A neighbor went to Nasruddin to ask him to borrow his donkey. “It is out on loan,” said the Mullah.

At that moment a loud braying was heard from the stables.

“But I can hear it bray, over there.”

“Whom do you believe,” said Nasruddin; “Me or a donkey?”

Mullah Nasruddin is plainly one of the greatest figures of Muslim folklore. Spiritual fool, wise clown, mirror of humanity or deep pool of knowledge – the Mullah features in jokes that transcend all barriers and reappear in different versions in places as diverse as Mongolian drinking tales and the Simpsons.

“Mullah! Why in God’s name are you throwing white stones in our garden?”

“To keep the tigers away,” answered Nasrudding unperturbed.

“But there are no tigers!”


An everyman and a fool, but if you are patient and perceptive enough you can see the subtle layer of philosophy underneath the joke and the surreality. Sometimes he is awfully sly, though.

Nasruddin was walking with a friend along the dusty road, when they realized that a terrible thirst had taken hold of them. They stopped at a teahouse and found that between the two of them they had only enough money for a single glass of milk. The friend said: “Drink your half first. I have a twist of sugar here which I will add to my half to sweeten it.”

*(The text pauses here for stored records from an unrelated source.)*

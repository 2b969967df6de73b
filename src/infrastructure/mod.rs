//! Infrastructure layer - storage, cache, auth and service implementations

pub mod auth;
pub mod cache;
pub mod logging;
pub mod project;
pub mod storage;
pub mod task;
pub mod user;
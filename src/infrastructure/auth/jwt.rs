//! JWT token generation and validation

use chrono::{Duration, Utc};
use jsonwebtoken::errors::ErrorKind;
use jsonwebtoken::{decode, encode, DecodingKey, EncodingKey, Header, Validation};
use serde::{Deserialize, Serialize};
use std::fmt::Debug;

use crate::domain::user::{User, UserId};
use crate::domain::DomainError;

/// JWT claims structure
#[derive(Debug, Clone, Serialize, Deserialize)]
pub struct JwtClaims {
    /// Subject (user ID)
    pub sub: String,
    /// Issued at timestamp (Unix epoch)
    pub iat: i64,
    /// Expiration timestamp (Unix epoch)
    pub exp: i64,
}

impl JwtClaims {
    pub fn new(user: &User, expiration_hours: u64) -> Self {
        let now = Utc::now();
        let exp = now + Duration::hours(expiration_hours as i64);

        Self {
            sub: user.id().as_str().to_string(),
            iat: now.timestamp(),
            exp: exp.timestamp(),
        }
    }

    /// Principal id carried in the token
    pub fn user_id(&self) -> Result<UserId, DomainError> {
        UserId::parse(&self.sub).map_err(|_| DomainError::unauthorized("Invalid token"))
    }
}

/// Configuration for JWT service
#[derive(Clone)]
pub struct JwtConfig {
    /// Secret key for HS256 signing
    pub secret: String,
    /// Token expiration time in hours
    pub expiration_hours: u64,
}

impl Debug for JwtConfig {
    fn fmt(&self, f: &mut std::fmt::Formatter<'_>) -> std::fmt::Result {
        f.debug_struct("JwtConfig")
            .field("secret", &"[hidden]")
            .field("expiration_hours", &self.expiration_hours)
            .finish()
    }
}

impl JwtConfig {
    pub fn new(secret: impl Into<String>, expiration_hours: u64) -> Self {
        Self {
            secret: secret.into(),
            expiration_hours,
        }
    }
}

/// Trait for JWT operations
pub trait JwtGenerator: Send + Sync + Debug {
    /// Generate a JWT token for a user
    fn generate(&self, user: &User) -> Result<String, DomainError>;

    /// Validate a JWT token and return the claims
    fn validate(&self, token: &str) -> Result<JwtClaims, DomainError>;

    /// Get the token expiration time in hours
    fn expiration_hours(&self) -> u64;
}

/// HS256 JWT service using a shared secret
#[derive(Clone)]
pub struct JwtService {
    config: JwtConfig,
    encoding_key: EncodingKey,
    decoding_key: DecodingKey,
}

impl Debug for JwtService {
    fn fmt(&self, f: &mut std::fmt::Formatter<'_>) -> std::fmt::Result {
        f.debug_struct("JwtService")
            .field("config", &self.config)
            .field("encoding_key", &"[hidden]")
            .field("decoding_key", &"[hidden]")
            .finish()
    }
}

impl JwtService {
    pub fn new(config: JwtConfig) -> Self {
        let encoding_key = EncodingKey::from_secret(config.secret.as_bytes());
        let decoding_key = DecodingKey::from_secret(config.secret.as_bytes());

        Self {
            config,
            encoding_key,
            decoding_key,
        }
    }
}

impl JwtGenerator for JwtService {
    fn generate(&self, user: &User) -> Result<String, DomainError> {
        let claims = JwtClaims::new(user, self.config.expiration_hours);

        encode(&Header::default(), &claims, &self.encoding_key)
            .map_err(|e| DomainError::internal(format!("Failed to generate JWT: {}", e)))
    }

    fn validate(&self, token: &str) -> Result<JwtClaims, DomainError> {
        let mut validation = Validation::default();
        validation.leeway = 0;

        decode::<JwtClaims>(token, &self.decoding_key, &validation)
            .map(|data| data.claims)
            .map_err(|e| match e.kind() {
                ErrorKind::ExpiredSignature => DomainError::unauthorized("Token expired"),
                _ => DomainError::unauthorized("Invalid token"),
            })
    }

    fn expiration_hours(&self) -> u64 {
        self.config.expiration_hours
    }
}
//! User infrastructure module
//!
//! Password hashing with Argon2, the storage-backed repository and the
//! user service used for registration and login.

mod password;
mod repository;
mod service;

pub use password::{Argon2Hasher, PasswordHasher};
pub use repository::StorageUserRepository;
pub use service::{RegisterUserRequest, UserService};
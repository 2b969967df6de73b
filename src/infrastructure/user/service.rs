//! User service for registration, login and cached user reads

use std::sync::Arc;

use tracing::info;

use crate::domain::cache::{CacheKey, Mutation};
use crate::domain::user::{validate_username, User, UserId, UserRepository};
use crate::domain::DomainError;
use crate::infrastructure::cache::ReadThroughCache;

use super::password::PasswordHasher;

/// Request for registering a new user
#[derive(Debug, Clone)]
pub struct RegisterUserRequest {
    pub username: String,
    pub email: String,
    pub password: String,
}

/// User service for authentication and user reads
#[derive(Debug)]
pub struct UserService {
    repository: Arc<dyn UserRepository>,
    hasher: Arc<dyn PasswordHasher>,
    cache: ReadThroughCache,
}

impl UserService {
    pub fn new(
        repository: Arc<dyn UserRepository>,
        hasher: Arc<dyn PasswordHasher>,
        cache: ReadThroughCache,
    ) -> Self {
        Self {
            repository,
            hasher,
            cache,
        }
    }

    /// Register a new user; username and email must both be unused
    pub async fn register(&self, request: RegisterUserRequest) -> Result<User, DomainError> {
        validate_username(&request.username).map_err(|e| DomainError::validation(e.to_string()))?;

        let email = request.email.trim().to_lowercase();

        if self.repository.username_exists(&request.username).await? {
            return Err(DomainError::conflict("Username already exists"));
        }

        if self.repository.email_exists(&email).await? {
            return Err(DomainError::conflict("Email already exists"));
        }

        let password_hash = self.hasher.hash(&request.password)?;
        let user = User::new(&request.username, email, password_hash);

        self.cache
            .invalidate(&Mutation::UserRegistered { user: &user })
            .await;

        let user = self.repository.create(user).await?;

        self.cache
            .invalidate(&Mutation::UserRegistered { user: &user })
            .await;

        info!(user_id = %user.id(), username = %user.username(), "User registered");

        Ok(user)
    }

    /// Check credentials; any mismatch is reported as the same error
    pub async fn authenticate(&self, email: &str, password: &str) -> Result<User, DomainError> {
        let invalid = || DomainError::unauthorized("Invalid credentials");

        let user = self
            .repository
            .get_by_email(&email.trim().to_lowercase())
            .await?
            .ok_or_else(invalid)?;

        if !self.hasher.verify(password, user.password_hash()) {
            return Err(invalid());
        }

        Ok(user)
    }

    pub async fn get(&self, id: &UserId) -> Result<Option<User>, DomainError> {
        let repository = &self.repository;

        self.cache
            .get_or_load_optional(CacheKey::User(id.clone()), || repository.get(id))
            .await
    }

    pub async fn list(&self) -> Result<Vec<User>, DomainError> {
        let repository = &self.repository;

        self.cache
            .get_or_load(CacheKey::AllUsers, || repository.list())
            .await
    }
}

“Add it now, brother, and we shall both partake,” said the Mullah.

“No, there is not enough to sweeten a whole glass.”

Nasruddin went into the kitchen and came back with a palmful of salt. “Good news my friend – I am having my half with salt – and there is enough for the whole glass!”

In some stories (when they reappear in a different setting) the Mullah is transformed into a dignitary or a saintly person – he has been turned into Gandhi, Nelson Mandela, trickster figures from fairy tales and what have you. Of course one might argue that the Mullah is quite inimitable and he would have his own say if someone accused him of shapeshifting…

Mullah Nasruddin walked into a shop one day.

The shopkeeper came forward to serve him.

“First things first,” said the Mullah. “Did you see me walk into your shop just now?”

“Of course.”

“Have you ever seen me before?”

“Never in my life.”

“Then how do you know it is me?”

The stories are taken from Idries Shah’s collection.

A Tryst in Baghdad


One day when the Sultan was in his palace of Damascus, a beautiful youth who was his favourite rushed into his presence, crying out in great agitation that he must flee at once to Baghdad and imploring leave to borrow His Majesty’s swiftest horse.

The Sultan asked why he was in such haste to go to Baghdad. “Because,” the youth answered, “as I passed through the garden of the palace just now, Death was standing there, and when he saw me he stretched out his arms as if to threaten me and I must lose no time in escaping from him.”

The young man was given leave to take the Sultan’s horse and and fly, and when he was gone the Sultan went down indignantly into the garden, and found Death still there. “How dare you make threatening gestures at my favourite?” he cried; but Death, astonished, answered: “I assure Your Majesty I did not threaten him. I only threw up my arms in surprise at seeing him here, because I have a tryst with him tonight in Baghdad.”